W kontekście powyższego nikogo nie zdziwiła prezentacja rynkowych trendów i planów na przyszłość. Sposób projektowania urządzeń i strategia rozwoju została przedstawiona na wykresach tak skomplikowanych, że nie chciałbym być z nich przepytywany na egzaminie dyplomowym. Najlepiej rozwijające się produkty to urządzenia z serii Melody, najnowsze amplitunery AV, elementy systemu KI Pearl Lite, wszystkie modele przeznaczone do współpracy z iPodem oraz sieciowy odtwarzacz NA7004, który wyraźnie hamuje popyt na odtwarzacze CD. W związku z tym Japończycy chcą wprowadzać coraz więcej urządzeń umożliwiających słuchanie plików.

Reklama

Audiofilów najbardziej zainteresują dwie nowości. Pierwsza to limitowana wersja systemu 15 – odtwarzacz CD i wzmacniacz zintegrowany w cenie 8995 zł każdy. Dla mniej zamożnych amatorów stereo przygotowano komplet 6004. Wzmacniacz pozbawiono układów scalonych, zastępując je elementami dyskretnymi. Źródło wyposażono w nowy tryb pracy Audio EX, gniazdo USB, dyskretny wzmacniacz słuchawkowy, obwody HDAM i HDAM-SA2 oraz przetwornik c/a Cirrus Logic CS4398. Cenę każdego ustalono na 2195 zł.
Do małych urządzeń z serii Melody dołączy amplituner z odtwarzaczem Blu-ray. M-ER803 będzie kosztował aż 4495 zł, ale wygląda na to, że wiele potrafi. Jeśli chodzi o odtwarzanie plików, Marantz wyraźnie skupia się na funkcji Air Play.

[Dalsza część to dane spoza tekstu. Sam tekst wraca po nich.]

// Copyright 2025 the Understory Authors
// SPDX-License-Identifier: Apache-2.0 OR MIT

//! Raw key input and the key-code-to-direction table.

use smallvec::SmallVec;
use tvnav_dom::NodeId;

use crate::direction::Direction;

/// Well-known raw key codes.
pub mod keys {
    /// Keyboard left arrow.
    pub const ARROW_LEFT: u32 = 37;
    /// Keyboard up arrow.
    pub const ARROW_UP: u32 = 38;
    /// Keyboard right arrow.
    pub const ARROW_RIGHT: u32 = 39;
    /// Keyboard down arrow.
    pub const ARROW_DOWN: u32 = 40;

    /// OS navigation key: up.
    pub const NAVIGATION_UP: u32 = 138;
    /// OS navigation key: down.
    pub const NAVIGATION_DOWN: u32 = 139;
    /// OS navigation key: left.
    pub const NAVIGATION_LEFT: u32 = 140;
    /// OS navigation key: right.
    pub const NAVIGATION_RIGHT: u32 = 141;
    /// OS navigation key: accept.
    pub const NAVIGATION_ACCEPT: u32 = 142;

    /// Gamepad A button.
    pub const GAMEPAD_A: u32 = 195;

    /// Gamepad D-pad up.
    pub const GAMEPAD_DPAD_UP: u32 = 203;
    /// Gamepad D-pad down.
    pub const GAMEPAD_DPAD_DOWN: u32 = 204;
    /// Gamepad D-pad left.
    pub const GAMEPAD_DPAD_LEFT: u32 = 205;
    /// Gamepad D-pad right.
    pub const GAMEPAD_DPAD_RIGHT: u32 = 206;

    /// Gamepad left thumbstick up.
    pub const GAMEPAD_LEFT_THUMBSTICK_UP: u32 = 211;
    /// Gamepad left thumbstick down.
    pub const GAMEPAD_LEFT_THUMBSTICK_DOWN: u32 = 212;
    /// Gamepad left thumbstick right.
    pub const GAMEPAD_LEFT_THUMBSTICK_RIGHT: u32 = 213;
    /// Gamepad left thumbstick left.
    pub const GAMEPAD_LEFT_THUMBSTICK_LEFT: u32 = 214;
}

type Codes = SmallVec<[u32; 8]>;

/// Mutable table from raw key codes to directions.
///
/// [`Default`] seeds keyboard arrows, OS navigation keys, the gamepad D-pad
/// and the left thumbstick. Codes are matched in [`Direction::ALL`] order, so a
/// code pushed under two directions maps to the earlier one.
#[derive(Clone, Debug, PartialEq, Eq)]
#[cfg_attr(feature = "serde", derive(serde::Serialize, serde::Deserialize))]
#[cfg_attr(feature = "serde", serde(default))]
pub struct KeyCodeMap {
    up: Codes,
    down: Codes,
    left: Codes,
    right: Codes,
}

impl Default for KeyCodeMap {
    fn default() -> Self {
        use keys::*;
        let mut map = Self::empty();
        map.up.extend([ARROW_UP, NAVIGATION_UP, GAMEPAD_DPAD_UP, GAMEPAD_LEFT_THUMBSTICK_UP]);
        map.down.extend([
            ARROW_DOWN,
            NAVIGATION_DOWN,
            GAMEPAD_DPAD_DOWN,
            GAMEPAD_LEFT_THUMBSTICK_DOWN,
        ]);
        map.left.extend([
            ARROW_LEFT,
            NAVIGATION_LEFT,
            GAMEPAD_DPAD_LEFT,
            GAMEPAD_LEFT_THUMBSTICK_LEFT,
        ]);
        map.right.extend([
            ARROW_RIGHT,
            NAVIGATION_RIGHT,
            GAMEPAD_DPAD_RIGHT,
            GAMEPAD_LEFT_THUMBSTICK_RIGHT,
        ]);
        map
    }
}

impl KeyCodeMap {
    /// A table with no codes at all.
    #[must_use]
    pub fn empty() -> Self {
        Self {
            up: SmallVec::new(),
            down: SmallVec::new(),
            left: SmallVec::new(),
            right: SmallVec::new(),
        }
    }

    fn slot(&self, direction: Direction) -> &Codes {
        match direction {
            Direction::Up => &self.up,
            Direction::Down => &self.down,
            Direction::Left => &self.left,
            Direction::Right => &self.right,
        }
    }

    fn slot_mut(&mut self, direction: Direction) -> &mut Codes {
        match direction {
            Direction::Up => &mut self.up,
            Direction::Down => &mut self.down,
            Direction::Left => &mut self.left,
            Direction::Right => &mut self.right,
        }
    }

    /// Codes mapped to `direction`, in insertion order.
    #[must_use]
    pub fn codes(&self, direction: Direction) -> &[u32] {
        self.slot(direction)
    }

    /// Maps `code` to `direction`. Pushing a code already present is a no-op.
    pub fn push(&mut self, direction: Direction, code: u32) {
        let codes = self.slot_mut(direction);
        if !codes.contains(&code) {
            codes.push(code);
        }
    }

    /// Unmaps `code` from `direction`. Returns `true` if it was mapped.
    pub fn remove(&mut self, direction: Direction, code: u32) -> bool {
        let codes = self.slot_mut(direction);
        let before = codes.len();
        codes.retain(|c| *c != code);
        codes.len() != before
    }

    /// The direction `code` maps to, if any.
    #[must_use]
    pub fn direction_for(&self, code: u32) -> Option<Direction> {
        Direction::ALL
            .into_iter()
            .find(|&d| self.slot(d).contains(&code))
    }
}

/// Whether a key went down or came up.
#[derive(Copy, Clone, Debug, PartialEq, Eq)]
pub enum KeyState {
    /// Key pressed (including auto-repeat).
    Down,
    /// Key released.
    Up,
}

/// A raw key event as delivered by the host.
#[derive(Copy, Clone, Debug, PartialEq, Eq)]
pub struct KeyInput {
    /// Raw key code.
    pub code: u32,
    /// Press or release.
    pub state: KeyState,
    /// Set when an element-level handler already consumed the event.
    pub default_prevented: bool,
}

impl KeyInput {
    /// A key press that nothing has handled yet.
    #[must_use]
    pub const fn down(code: u32) -> Self {
        Self {
            code,
            state: KeyState::Down,
            default_prevented: false,
        }
    }

    /// A key release that nothing has handled yet.
    #[must_use]
    pub const fn up(code: u32) -> Self {
        Self {
            code,
            state: KeyState::Up,
            default_prevented: false,
        }
    }

    /// Marks the event as already handled.
    #[must_use]
    pub const fn prevented(mut self) -> Self {
        self.default_prevented = true;
        self
    }
}

/// What a call to [`Navigator::handle_key`](crate::Navigator::handle_key) did.
#[derive(Copy, Clone, Debug, PartialEq, Eq)]
pub enum InputOutcome {
    /// Not a navigation key, navigation is disabled, or the event was prevented.
    Ignored,
    /// A direction was recognized but focus did not move.
    Unchanged,
    /// A focus-changing listener vetoed the move.
    Cancelled,
    /// Focus moved to this element.
    Moved(NodeId),
    /// Nothing in this frame; an exit was posted to the parent.
    ExitRequested,
    /// An accept key was released over this element; the host should click it.
    Activate(NodeId),
}

/// Tracks accept-key presses so only a matched, unprevented release activates.
#[derive(Clone, Debug, Default)]
pub(crate) struct AcceptTracker {
    pending: Option<u32>,
}

impl AcceptTracker {
    pub(crate) fn key_down(&mut self, input: &KeyInput) {
        self.pending = (!input.default_prevented).then_some(input.code);
    }

    /// Returns `true` if this release completes an unprevented press of the same key.
    pub(crate) fn key_up(&mut self, input: &KeyInput) -> bool {
        let pressed = self.pending.take() == Some(input.code);
        pressed && !input.default_prevented
    }

    pub(crate) fn clear(&mut self) {
        self.pending = None;
    }
}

Jedyny w ofercie odtwarzacz sieciowy potrafi jednak przesyłać pliki z komputera lub dysku NAS. Należy dodać, że mówimy tu głównie o formatach bezstratnych.

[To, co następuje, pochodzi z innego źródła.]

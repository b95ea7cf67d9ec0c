// Copyright 2025 the Understory Authors
// SPDX-License-Identifier: Apache-2.0 OR MIT

//! Candidate resolution: overrides, geometry, and remembered moves.
//!
//! Resolution runs in priority order:
//!
//! 1. **First focus.** With no reference element and no reference rect (nothing
//!    focused, or only the document root focused), the first focusable element
//!    in scope wins.
//! 2. **Override.** The reference element's `data-focus-<direction>` attribute
//!    (prefix configurable) is parsed as a selector list and queried within the
//!    scope. A focusable match other than the reference wins outright.
//!    Anything else falls through silently.
//! 3. **Geometry.** Every focusable element in scope except the reference is
//!    scored with [`geometry::score`](crate::geometry::score); the best strict
//!    winner in document order is kept.
//! 4. **History.** If the reference remembers an element for this direction and
//!    that element scored comparably to the winner, the remembered element
//!    wins instead.
//!
//! Nothing here mutates the document. Eligibility is recomputed per call.

use alloc::format;

use kurbo::Rect;
use tvnav_dom::{Document, NodeId, SelectorList};

use crate::direction::Direction;
use crate::geometry::{Score, score};
use crate::history::HistoryEntry;
use crate::registry::FocusRegistry;

/// Per-call overrides for a resolution.
#[derive(Copy, Clone, Debug, Default, PartialEq)]
pub struct NavigateOptions {
    /// Element to navigate from instead of the focused element.
    pub reference_element: Option<NodeId>,
    /// Rectangle to navigate from instead of the reference element's layout box.
    ///
    /// Without a [`reference_element`](Self::reference_element), the override
    /// and history steps are skipped.
    pub reference_rect: Option<Rect>,
    /// Scope for this call only, instead of the navigator's focus root.
    pub focus_root: Option<NodeId>,
}

impl NavigateOptions {
    /// Options that change nothing.
    #[must_use]
    pub fn new() -> Self {
        Self::default()
    }

    /// Navigates from `element`.
    #[must_use]
    pub fn with_reference_element(mut self, element: NodeId) -> Self {
        self.reference_element = Some(element);
        self
    }

    /// Navigates from `rect`.
    #[must_use]
    pub fn with_reference_rect(mut self, rect: Rect) -> Self {
        self.reference_rect = Some(rect);
        self
    }

    /// Bounds this call to the subtree at `root`.
    #[must_use]
    pub fn with_focus_root(mut self, root: NodeId) -> Self {
        self.focus_root = Some(root);
        self
    }
}

/// Which rule produced a [`Resolution`].
#[derive(Copy, Clone, Debug, PartialEq, Eq)]
pub enum ResolutionSource {
    /// Nothing was focused; first focusable element in scope.
    FirstFocus,
    /// An override attribute on the reference element.
    Override,
    /// A remembered move, preferred over the geometric winner.
    History,
    /// Best geometric score.
    Geometry,
}

/// Outcome of a successful resolution.
#[derive(Copy, Clone, Debug, PartialEq)]
pub struct Resolution {
    /// Element that should receive focus.
    pub element: NodeId,
    /// Its layout box at resolution time.
    pub rect: Rect,
    /// Its score, for geometric and remembered resolutions.
    pub score: Option<Score>,
    /// Rule that produced it.
    pub source: ResolutionSource,
}

/// Where a resolution starts from.
#[derive(Copy, Clone, Debug)]
pub(crate) struct Reference {
    pub(crate) element: Option<NodeId>,
    pub(crate) rect: Option<Rect>,
}

impl Reference {
    /// Works out the reference for `options`.
    ///
    /// An explicit reference element that is no longer attached is ignored.
    /// The focused element is used only when neither an element nor a rect is
    /// given, and the document root never counts as a reference.
    pub(crate) fn from_options(doc: &Document, options: &NavigateOptions) -> Self {
        let explicit = options.reference_element.filter(|&id| doc.is_alive(id));
        let element = match (explicit, options.reference_rect) {
            (Some(id), _) => Some(id),
            (None, Some(_)) => None,
            (None, None) => doc.active_element(),
        }
        .filter(|&id| id != doc.root());
        let rect = options
            .reference_rect
            .or_else(|| element.and_then(|id| doc.rect(id)));
        Self { element, rect }
    }
}

/// Borrowed view of everything a resolution reads.
#[derive(Debug)]
pub(crate) struct Resolver<'a> {
    pub(crate) doc: &'a Document,
    pub(crate) registry: &'a FocusRegistry,
    pub(crate) override_prefix: &'a str,
    pub(crate) focus_root: Option<NodeId>,
}

impl Resolver<'_> {
    /// Scope for `options`: per-call root, else global root, else the document root.
    pub(crate) fn scope(&self, options: &NavigateOptions) -> NodeId {
        options
            .focus_root
            .or(self.focus_root)
            .unwrap_or_else(|| self.doc.root())
    }

    /// Resolves the next focus target.
    ///
    /// `remembered` is asked for the history entry of the reference element,
    /// once, and only when geometry actually runs from a reference element.
    pub(crate) fn resolve(
        &self,
        direction: Direction,
        options: &NavigateOptions,
        remembered: impl FnOnce(NodeId) -> Option<HistoryEntry>,
    ) -> Option<Resolution> {
        let scope = self.scope(options);
        if !self.doc.is_alive(scope) {
            return None;
        }
        let reference = Reference::from_options(self.doc, options);

        let Some(reference_rect) = reference.rect else {
            return self.first_focus(scope);
        };

        if let Some(element) = reference.element
            && let Some(found) = self.override_target(element, direction, scope)
        {
            return Some(found);
        }

        let mut best: Option<(NodeId, Rect, Score)> = None;
        let mut remembered_hit: Option<(NodeId, Rect, Score)> = None;
        let remembered = reference.element.and_then(remembered);

        for candidate in self.registry.query_all(self.doc, scope) {
            if Some(candidate) == reference.element {
                continue;
            }
            let Some(rect) = self.doc.rect(candidate) else {
                continue;
            };
            let Some(s) = score(reference_rect, rect, direction) else {
                continue;
            };
            if remembered.is_some_and(|entry| entry.element == candidate) {
                remembered_hit = Some((candidate, rect, s));
            }
            if best.is_none_or(|(_, _, incumbent)| s.beats(&incumbent)) {
                best = Some((candidate, rect, s));
            }
        }

        let (element, rect, s) = best?;
        if let Some((hit, hit_rect, hit_score)) = remembered_hit
            && hit != element
            && hit_score.is_comparable_to(&s)
        {
            return Some(Resolution {
                element: hit,
                rect: hit_rect,
                score: Some(hit_score),
                source: ResolutionSource::History,
            });
        }
        Some(Resolution {
            element,
            rect,
            score: Some(s),
            source: ResolutionSource::Geometry,
        })
    }

    fn first_focus(&self, scope: NodeId) -> Option<Resolution> {
        let element = self.registry.query_all(self.doc, scope).next()?;
        Some(Resolution {
            element,
            rect: self.doc.rect(element)?,
            score: None,
            source: ResolutionSource::FirstFocus,
        })
    }

    fn override_target(
        &self,
        reference: NodeId,
        direction: Direction,
        scope: NodeId,
    ) -> Option<Resolution> {
        let name = format!("{}{}", self.override_prefix, direction.name());
        let value = self.doc.element(reference)?.attribute(&name)?;
        let selectors = value.parse::<SelectorList>().ok()?;
        let element = self
            .doc
            .query_selector_all(scope, &selectors)
            .find(|&id| id != reference && self.registry.is_focusable(self.doc, id))?;
        Some(Resolution {
            element,
            rect: self.doc.rect(element)?,
            score: None,
            source: ResolutionSource::Override,
        })
    }
}

#[cfg(test)]
mod tests {
    use super::*;
    use tvnav_dom::Element;

    fn button(doc: &mut Document, parent: NodeId, x: f64, y: f64) -> NodeId {
        doc.append(
            parent,
            Element::new("button").with_bounds(Rect::new(x, y, x + 100.0, y + 100.0)),
        )
    }

    fn resolver<'a>(doc: &'a Document, registry: &'a FocusRegistry) -> Resolver<'a> {
        Resolver {
            doc,
            registry,
            override_prefix: "data-focus-",
            focus_root: None,
        }
    }

    #[test]
    fn first_focus_when_nothing_is_focused() {
        let mut doc = Document::new(Rect::new(0.0, 0.0, 1000.0, 1000.0));
        let root = doc.root();
        let hidden = doc.append(root, Element::new("button"));
        let first = button(&mut doc, root, 300.0, 300.0);
        let _second = button(&mut doc, root, 0.0, 0.0);
        let registry = FocusRegistry::new();
        let r = resolver(&doc, &registry)
            .resolve(Direction::Left, &NavigateOptions::new(), |_| None)
            .unwrap();
        assert_eq!(r.element, first);
        assert_eq!(r.source, ResolutionSource::FirstFocus);
        assert_ne!(r.element, hidden);

        // Focusing the root counts as nothing focused.
        doc.focus(root);
        let r = resolver(&doc, &registry)
            .resolve(Direction::Left, &NavigateOptions::new(), |_| None)
            .unwrap();
        assert_eq!(r.source, ResolutionSource::FirstFocus);
    }

    #[test]
    fn override_wins_and_bad_overrides_fall_through() {
        let mut doc = Document::new(Rect::new(0.0, 0.0, 1000.0, 1000.0));
        let root = doc.root();
        let center = button(&mut doc, root, 200.0, 200.0);
        let right = button(&mut doc, root, 400.0, 200.0);
        let far = doc.append(
            root,
            Element::new("button")
                .with_id("far")
                .with_bounds(Rect::new(800.0, 800.0, 900.0, 900.0)),
        );
        let registry = FocusRegistry::new();
        doc.focus(center);

        doc.element_mut(center)
            .unwrap()
            .set_attribute("data-focus-right", "#far");
        let r = resolver(&doc, &registry)
            .resolve(Direction::Right, &NavigateOptions::new(), |_| None)
            .unwrap();
        assert_eq!((r.element, r.source), (far, ResolutionSource::Override));

        for bad in ["#missing", "div >", "", "button:not(x)"] {
            doc.element_mut(center)
                .unwrap()
                .set_attribute("data-focus-right", bad);
            let r = resolver(&doc, &registry)
                .resolve(Direction::Right, &NavigateOptions::new(), |_| None)
                .unwrap();
            assert_eq!((r.element, r.source), (right, ResolutionSource::Geometry), "{bad}");
        }

        // Disabled override target falls through too.
        doc.element_mut(center)
            .unwrap()
            .set_attribute("data-focus-right", "#far");
        doc.element_mut(far).unwrap().set_disabled(true);
        let r = resolver(&doc, &registry)
            .resolve(Direction::Right, &NavigateOptions::new(), |_| None)
            .unwrap();
        assert_eq!(r.element, right);
    }

    #[test]
    fn override_skips_ineligible_matches() {
        let mut doc = Document::new(Rect::new(0.0, 0.0, 1000.0, 1000.0));
        let root = doc.root();
        let center = button(&mut doc, root, 200.0, 200.0);
        let _right = button(&mut doc, root, 400.0, 200.0);
        let tile = |x: f64| {
            Element::new("button")
                .with_class("tile")
                .with_bounds(Rect::new(x, 800.0, x + 100.0, 900.0))
        };
        let first = doc.append(root, tile(0.0));
        let second = doc.append(root, tile(200.0));
        doc.element_mut(first).unwrap().set_disabled(true);
        doc.element_mut(center)
            .unwrap()
            .set_attribute("data-focus-right", ".tile");
        doc.focus(center);
        let registry = FocusRegistry::new();

        let r = resolver(&doc, &registry)
            .resolve(Direction::Right, &NavigateOptions::new(), |_| None)
            .unwrap();
        assert_eq!((r.element, r.source), (second, ResolutionSource::Override));

        // The reference itself is skipped as a match, not as the whole override.
        doc.element_mut(center).unwrap().set_attribute("data-focus-right", "button");
        let r = resolver(&doc, &registry)
            .resolve(Direction::Right, &NavigateOptions::new(), |_| None)
            .unwrap();
        assert_eq!(r.source, ResolutionSource::Override);
        assert_ne!(r.element, center);
    }

    #[test]
    fn reference_rect_without_element_skips_override() {
        let mut doc = Document::new(Rect::new(0.0, 0.0, 1000.0, 1000.0));
        let root = doc.root();
        let a = button(&mut doc, root, 0.0, 0.0);
        let b = button(&mut doc, root, 200.0, 0.0);
        doc.element_mut(a)
            .unwrap()
            .set_attribute("data-focus-right", "#nowhere");
        doc.focus(a);
        let registry = FocusRegistry::new();
        let options = NavigateOptions::new().with_reference_rect(Rect::new(-50.0, 0.0, -50.0, 100.0));
        let r = resolver(&doc, &registry)
            .resolve(Direction::Right, &options, |_| panic!("no history without an element"))
            .unwrap();
        // Focused element is not excluded when only a rect is given.
        assert_eq!(r.element, a);
        assert_ne!(r.element, b);
    }

    #[test]
    fn dead_scope_yields_nothing() {
        let mut doc = Document::new(Rect::new(0.0, 0.0, 1000.0, 1000.0));
        let root = doc.root();
        let panel = doc.append(root, Element::new("div"));
        let _a = button(&mut doc, panel, 0.0, 0.0);
        doc.remove(panel);
        let registry = FocusRegistry::new();
        let options = NavigateOptions::new().with_focus_root(panel);
        assert!(
            resolver(&doc, &registry)
                .resolve(Direction::Right, &options, |_| None)
                .is_none()
        );
    }
}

Zaprezentowane przez Marantza pomysły i produkty nie są rewolucyjne, ale w branży hi-fi chyba nikt czegoś takiego nie oczekuje. Nastawienie się na odtwarzanie plików dawno przestało być postrzegane jako kontrowersja. Dobrze, że firma wprowadza te wszystkie unowocześnienia nie tylko w kinowych amplitunerach, ale także w urządzeniach dwukanałowych.
Sposób prowadzenia prezentacji przez Kena Ishiwatę dawał do zrozumienia, że najważniejszymi modelami są dla niego właśnie wzmacniacze i odtwarzacze z limitowanej serii 15 S2, KI Pearl Lite i 6004. Stereo wróciło na dobre.